そしてそれにいち早く気づいたリオンが、白山を突き飛ばした。


 腕で炎を遮るように顔面を守りながら、リオンに走り寄る。

炎はまるでバーナーから噴出されるように、目線の高さを横に吹き出していた。


 白山は、それを見て素早く匍匐でリオンに近づくと、チェストリグを掴み、強引に引きずって炎から引き剥がした。


 バックルを操作して背中のハイドレーションを下ろした白山は、給水口を開いて中身をリオンにぶちまける。

幸いにして油脂などは付着していなかったのか、リオンの衣服に引火する様子はなく、無事に水はリオンの熱を冷ましてくれた。

素早くリオンの状態を確認した白山は、その様子に酷い外傷や目視できる傷がない事に少しだけ安堵する。


水の冷たさに、一瞬だけ反応を見せたリオンを目の前にして、白山は決断に迫られていた。



このまま付き添って後送すべきか…… それとも追跡を続行すべきか……



 そんな考えが心のなかによぎるが、頭を振ってそれを思考から除外した白山は、無線に手を伸ばした。


『ホワイト1からHQ 火災発生、負傷者が出た……  メディバック要請…… 俺は追跡を続行する』


『リオンちゃ…… HQ了解 ゴースト2を向かわせる ホワイト1…… 追跡続行せよ』



 一瞬だけドリーの声に動揺が見られたが、一拍置いてすぐに冷静な口調に戻り、指示を出してゆく。

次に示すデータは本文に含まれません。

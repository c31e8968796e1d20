//! CLI commands implementation

pub mod delete;
pub mod list;
pub mod plan;
pub mod status;

pub use delete::*;
pub use list::*;
pub use plan::*;
pub use status::*;
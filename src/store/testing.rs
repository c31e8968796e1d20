//! Fixtures for store-backed tests

use super::{Backend, Store};
use crate::config::Config;
use std::collections::BTreeMap;
use tempfile::TempDir;

pub(crate) const CHUNKS_PER_DOC: usize = 3;

pub(crate) const TABLES: [&str; 6] = [
    "lightrag_doc_full",
    "lightrag_doc_status",
    "lightrag_doc_chunks",
    "lightrag_llm_cache",
    "lightrag_vdb_entity",
    "lightrag_vdb_relation",
];

/// SQLite store with the default schema in a fresh temp dir (`store.db`)
pub(crate) async fn setup_test_store() -> (Store, TempDir) {
    let tmp = TempDir::new().unwrap();
    let mut store = Store::open_sqlite(&tmp.path().join("store.db"), &Config::default())
        .await
        .unwrap();
    store.init_schema().await.unwrap();
    (store, tmp)
}

pub(crate) async fn exec(store: &mut Store, sql: &str, binds: &[&str]) {
    let Backend::Sqlite(conn) = store.backend_mut().unwrap() else {
        panic!("fixtures need a SQLite store");
    };
    let mut query = sqlx::query(sql);
    for b in binds {
        query = query.bind(*b);
    }
    query.execute(&mut *conn).await.unwrap();
}

/// Insert a document with the rows LightRAG derives from it.
///
/// Every row id starts with `doc_id`. Each vector table gets one row linked
/// through `chunk_ids` (path `unknown_source`) and one linked through
/// `file_path = /docs/<doc_id>.txt`.
pub(crate) async fn seed_document(store: &mut Store, doc_id: &str) {
    let path = format!("/docs/{}.txt", doc_id);

    exec(
        store,
        "INSERT INTO lightrag_doc_full (id, content) VALUES (?1, 'full text')",
        &[doc_id],
    )
    .await;
    exec(
        store,
        "INSERT INTO lightrag_doc_status (id, status, chunks_count, file_path) VALUES (?1, 'processed', 3, ?2)",
        &[doc_id, &path],
    )
    .await;
    for i in 0..CHUNKS_PER_DOC {
        let chunk_id = format!("{}-chunk-{}", doc_id, i);
        exec(
            store,
            "INSERT INTO lightrag_doc_chunks (id, full_doc_id, chunk_order_index, content, file_path) VALUES (?1, ?2, 0, 'chunk', ?3)",
            &[&chunk_id, doc_id, &path],
        )
        .await;
    }
    exec(
        store,
        "INSERT INTO lightrag_llm_cache (id, mode, original_prompt, return_value) VALUES (?1, 'default', 'p', 'r')",
        &[doc_id],
    )
    .await;

    let by_array = serde_json::json!([doc_id]).to_string();
    let by_path = serde_json::json!([format!("{}-chunk-0", doc_id)]).to_string();
    for (table, kind) in [
        ("lightrag_vdb_entity", "entity"),
        ("lightrag_vdb_relation", "relation"),
    ] {
        let sql = format!(
            "INSERT INTO {} (id, content, chunk_ids, file_path) VALUES (?1, 'c', ?2, ?3)",
            table
        );
        let array_id = format!("{}-array-{}", doc_id, kind);
        let path_id = format!("{}-path-{}", doc_id, kind);
        exec(store, &sql, &[&array_id, &by_array, "unknown_source"]).await;
        exec(store, &sql, &[&path_id, &by_path, &path]).await;
    }
}

/// Row ids of every table, sorted
pub(crate) async fn snapshot(store: &mut Store) -> BTreeMap<String, Vec<String>> {
    let mut out = BTreeMap::new();
    for table in TABLES {
        let Backend::Sqlite(conn) = store.backend_mut().unwrap() else {
            panic!("fixtures need a SQLite store");
        };
        let ids: Vec<String> = sqlx::query_scalar(&format!("SELECT id FROM {} ORDER BY id", table))
            .fetch_all(&mut *conn)
            .await
            .unwrap();
        out.insert(table.to_string(), ids);
    }
    out
}

/// Whether any row in the snapshot belongs to `doc_id`
pub(crate) fn references(snapshot: &BTreeMap<String, Vec<String>>, doc_id: &str) -> bool {
    let prefix = format!("{}-", doc_id);
    snapshot
        .values()
        .flatten()
        .any(|id| id == doc_id || id.starts_with(&prefix))
}
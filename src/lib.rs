//! docsweep: remove an ingested document and everything derived from it
//! from a LightRAG knowledge store, in one transaction.

pub mod commands;
pub mod config;
pub mod error;
pub mod plan;
pub mod store;
#[macro_use]
extern crate tracing;

pub mod dynmap;
pub mod svg;

use crate::svg::SvgAreaReader;
pub use crate::svg::{trace_path, MapPath, MapTransform};

#[derive(Debug, thiserror::Error)]
pub enum Error {
    #[error("could not open svg image")]
    SvgOpen(#[source] std::io::Error),
    #[error("could not access dynmap configuration")]
    Io(#[from] std::io::Error),
    #[error("malformed dynmap configuration")]
    Yaml(#[from] serde_yaml::Error),
}

/// Reads the SVG image at `path` and traces every path of the given
/// group into map space. An absent or empty group is not an error, it
/// yields no paths.
pub fn collect_group_paths(
    path: impl AsRef<std::path::Path>,
    group: &str,
    transform: &MapTransform,
) -> Result<Vec<MapPath>, Error> {
    let mut buff = String::with_capacity(4096);
    let reader = SvgAreaReader::open(path, group, &mut buff).map_err(Error::SvgOpen)?;
    Ok(trace_all(reader, transform))
}

/// Same as [`collect_group_paths`] for an in-memory document.
pub fn collect_group_paths_from_str(
    content: &str,
    group: &str,
    transform: &MapTransform,
) -> Result<Vec<MapPath>, Error> {
    let reader = SvgAreaReader::read(content, group).map_err(Error::SvgOpen)?;
    Ok(trace_all(reader, transform))
}

fn trace_all(reader: SvgAreaReader<'_>, transform: &MapTransform) -> Vec<MapPath> {
    let paths: Vec<MapPath> = reader
        .map(|(name, data)| MapPath {
            name,
            points: trace_path(&data, transform),
        })
        .collect();
    debug!("traced {} paths", paths.len());
    paths
}
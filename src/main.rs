use clap::Parser;
use eyre::WrapErr;
use tracing::info;
use tracing_subscriber::EnvFilter;

use svg2dynmap::{
    collect_group_paths,
    dynmap::{collect_areas, Dynmap, Set},
    MapTransform,
};

/// Generates dynmap marker areas from the paths of an SVG image.
#[derive(Parser)]
#[clap(version, about, long_about = None)]
struct Args {
    /// SVG image holding the zone geometry
    #[clap(short, long, env = "IMAGE")]
    image: std::path::PathBuf,
    /// Marker set in the dynmap config to update or create
    #[clap(short = 'l', long, env = "MAP_LAYER")]
    map_layer: String,
    /// Dynmap config file to read from and write to
    #[clap(short, long, env = "DYNMAP_CONFIG")]
    dynmap_config: std::path::PathBuf,
    /// Group in the SVG whose paths become areas
    #[clap(long, env = "GROUP", default_value = "areas")]
    group: String,
    /// Offset in X from the SVG image
    #[clap(long, env = "OFFSET_X", default_value_t = 0.0)]
    offset_x: f64,
    /// Offset in Y from the SVG image
    #[clap(long, env = "OFFSET_Y", default_value_t = 0.0)]
    offset_y: f64,
    /// Scale of the resulting coordinates in X
    #[clap(long, env = "SCALE_X", default_value_t = 0.0)]
    scale_x: f64,
    /// Scale of the resulting coordinates in Y
    #[clap(long, env = "SCALE_Y", default_value_t = 0.0)]
    scale_y: f64,
}

fn main() -> eyre::Result<()> {
    color_eyre::install()?;
    tracing_subscriber::fmt()
        .with_env_filter(EnvFilter::from_default_env())
        .init();

    let args = Args::parse();
    let transform = MapTransform {
        offset_x: args.offset_x,
        offset_y: args.offset_y,
        scale_x: args.scale_x,
        scale_y: args.scale_y,
    };

    let mut config =
        Dynmap::from_file(&args.dynmap_config).wrap_err("could not read dynmap file")?;

    let paths = collect_group_paths(&args.image, &args.group, &transform)
        .wrap_err("could not get paths from svg")?;
    info!(
        "traced {} paths from group {:?} of {}",
        paths.len(),
        args.group,
        args.image.display()
    );

    let label = args.map_layer.clone();
    let set = config
        .sets
        .entry(args.map_layer)
        .or_insert_with(|| Set::new(label));
    set.areas = collect_areas(paths);

    config
        .write_to_file(&args.dynmap_config)
        .wrap_err("could not write config after editing")?;
    Ok(())
}
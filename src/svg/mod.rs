pub mod parse;
mod reader;
mod trace;

pub use reader::SvgAreaReader;
pub use trace::{trace_path, MapPath, MapTransform};
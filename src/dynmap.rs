//! Serde models for the dynmap marker configuration and the collector
//! that turns traced paths into marker areas.
//!
//! Field names follow the YAML keys dynmap persists, including the odd
//! `fillOPacity` capitalisation. Subtrees this tool never touches
//! (icons, circles, lines, playersets) are carried as loose values so a
//! rewrite does not disturb them.

use std::{collections::HashMap, fs, path::Path, path::PathBuf};

use serde::{Deserialize, Serialize};

use crate::{svg::MapPath, Error};

#[derive(Debug, Default, Serialize, Deserialize)]
#[serde(default)]
pub struct Dynmap {
    pub icons: HashMap<String, serde_yaml::Value>,
    pub sets: HashMap<String, Set>,
    pub playersets: HashMap<String, serde_yaml::Value>,
}

#[derive(Debug, Default, Serialize, Deserialize)]
#[serde(default)]
pub struct Set {
    pub hide: bool,
    pub circles: HashMap<String, serde_yaml::Value>,
    pub deficon: String,
    pub areas: HashMap<String, Area>,
    pub label: String,
    pub markers: HashMap<String, Marker>,
    pub lines: HashMap<String, serde_yaml::Value>,
    pub layerprio: i64,
}

impl Set {
    /// Fresh marker set for a layer this tool creates: hidden by
    /// default, nothing in it yet.
    pub fn new(label: impl Into<String>) -> Self {
        Self {
            hide: true,
            deficon: "default".to_string(),
            label: label.into(),
            ..Self::default()
        }
    }
}

#[derive(Debug, Default, Clone, Serialize, Deserialize)]
#[serde(default)]
pub struct Marker {
    pub world: String,
    pub markup: bool,
    pub icon: String,
    pub label: String,
    pub x: f64,
    pub y: f64,
    pub z: f64,
}

#[derive(Debug, Default, Clone, Serialize, Deserialize)]
#[serde(default)]
pub struct Area {
    #[serde(rename = "fillColor")]
    pub fill_color: i64,
    pub world: String,
    pub markup: bool,
    pub ytop: f64,
    pub ybottom: f64,
    #[serde(rename = "fillOPacity")]
    pub fill_opacity: f64,
    #[serde(rename = "strokeWeight")]
    pub stroke_weight: i64,
    pub label: String,
    #[serde(rename = "strokeColor")]
    pub stroke_color: i64,
    #[serde(rename = "strokeOpacity")]
    pub stroke_opacity: f64,
    pub x: Vec<f64>,
    pub z: Vec<f64>,
}

impl Area {
    /// Builds an area from a traced path. Presentation attributes are
    /// fixed defaults, not derived from the drawing; the drawing's y
    /// axis becomes the map's z axis.
    pub fn from_path(path: MapPath) -> Self {
        let (x, z) = path.points.into_iter().map(|c| (c.x, c.y)).unzip();
        Self {
            fill_color: 0xFFFFFF,
            world: "world".to_string(),
            markup: false,
            ytop: 64.0,
            ybottom: 64.0,
            fill_opacity: 0.35,
            stroke_weight: 3,
            label: path.name,
            stroke_color: 0xFFFFFF,
            stroke_opacity: 0.8,
            x,
            z,
        }
    }
}

/// Keys every traced path `area_{i}` by document order. The caller
/// assigns the result over a set's areas wholesale: a run replaces the
/// generated areas entirely instead of merging with the previous run.
pub fn collect_areas(paths: Vec<MapPath>) -> HashMap<String, Area> {
    paths
        .into_iter()
        .enumerate()
        .map(|(i, path)| (format!("area_{i}"), Area::from_path(path)))
        .collect()
}

impl Dynmap {
    pub fn from_file(path: impl AsRef<Path>) -> Result<Self, Error> {
        let file = fs::File::open(path)?;
        Ok(serde_yaml::from_reader(file)?)
    }

    /// Writes the whole configuration next to the target and renames it
    /// into place, so a failed run never leaves a half-written file.
    pub fn write_to_file(&self, path: impl AsRef<Path>) -> Result<(), Error> {
        let path = path.as_ref();
        let mut tmp = path.as_os_str().to_owned();
        tmp.push(".tmp");
        let tmp = PathBuf::from(tmp);

        let file = fs::File::create(&tmp)?;
        serde_yaml::to_writer(file, self)?;
        fs::rename(tmp, path)?;
        Ok(())
    }
}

白山は、リオンを抱きかかえ、安全な場所に横たえると自分のストールを外し、リオンの上体にかけてやる。


その動きで、意識を取り戻したリオンが、うっすらと目を開けた……



「ホワイト……様 無事だったんだ……良かった」



 白山は、リオンの頬に優しく手を置くと、その体調を問いかける。



「リオン、おかげで助かった。 何処か、痛む箇所はあるか?」



 IRのケミカルライトを折り曲げて、後続の隊員への目印にした白山は、僅かに下唇を噛み締めていた。


「少し…… 髪が、焦げた程度です」



 暗視装置を跳ね上げて、可視光のライトを点けた白山は、リオンの具合を見る。

幸い防炎になっている戦闘服が、その役割をしっかりと果たしてくれたようだ……



リオンが、白山の腕を握った。……



『前進しろ』 そのスクイーズの意味を理解している白山は、僅かに頷いた。



グズグズはしていられない……



 立ち上がった白山は素早く装備を点検すると、自分とリオンを立ち止まらせた炎に厳しい視線を向ける。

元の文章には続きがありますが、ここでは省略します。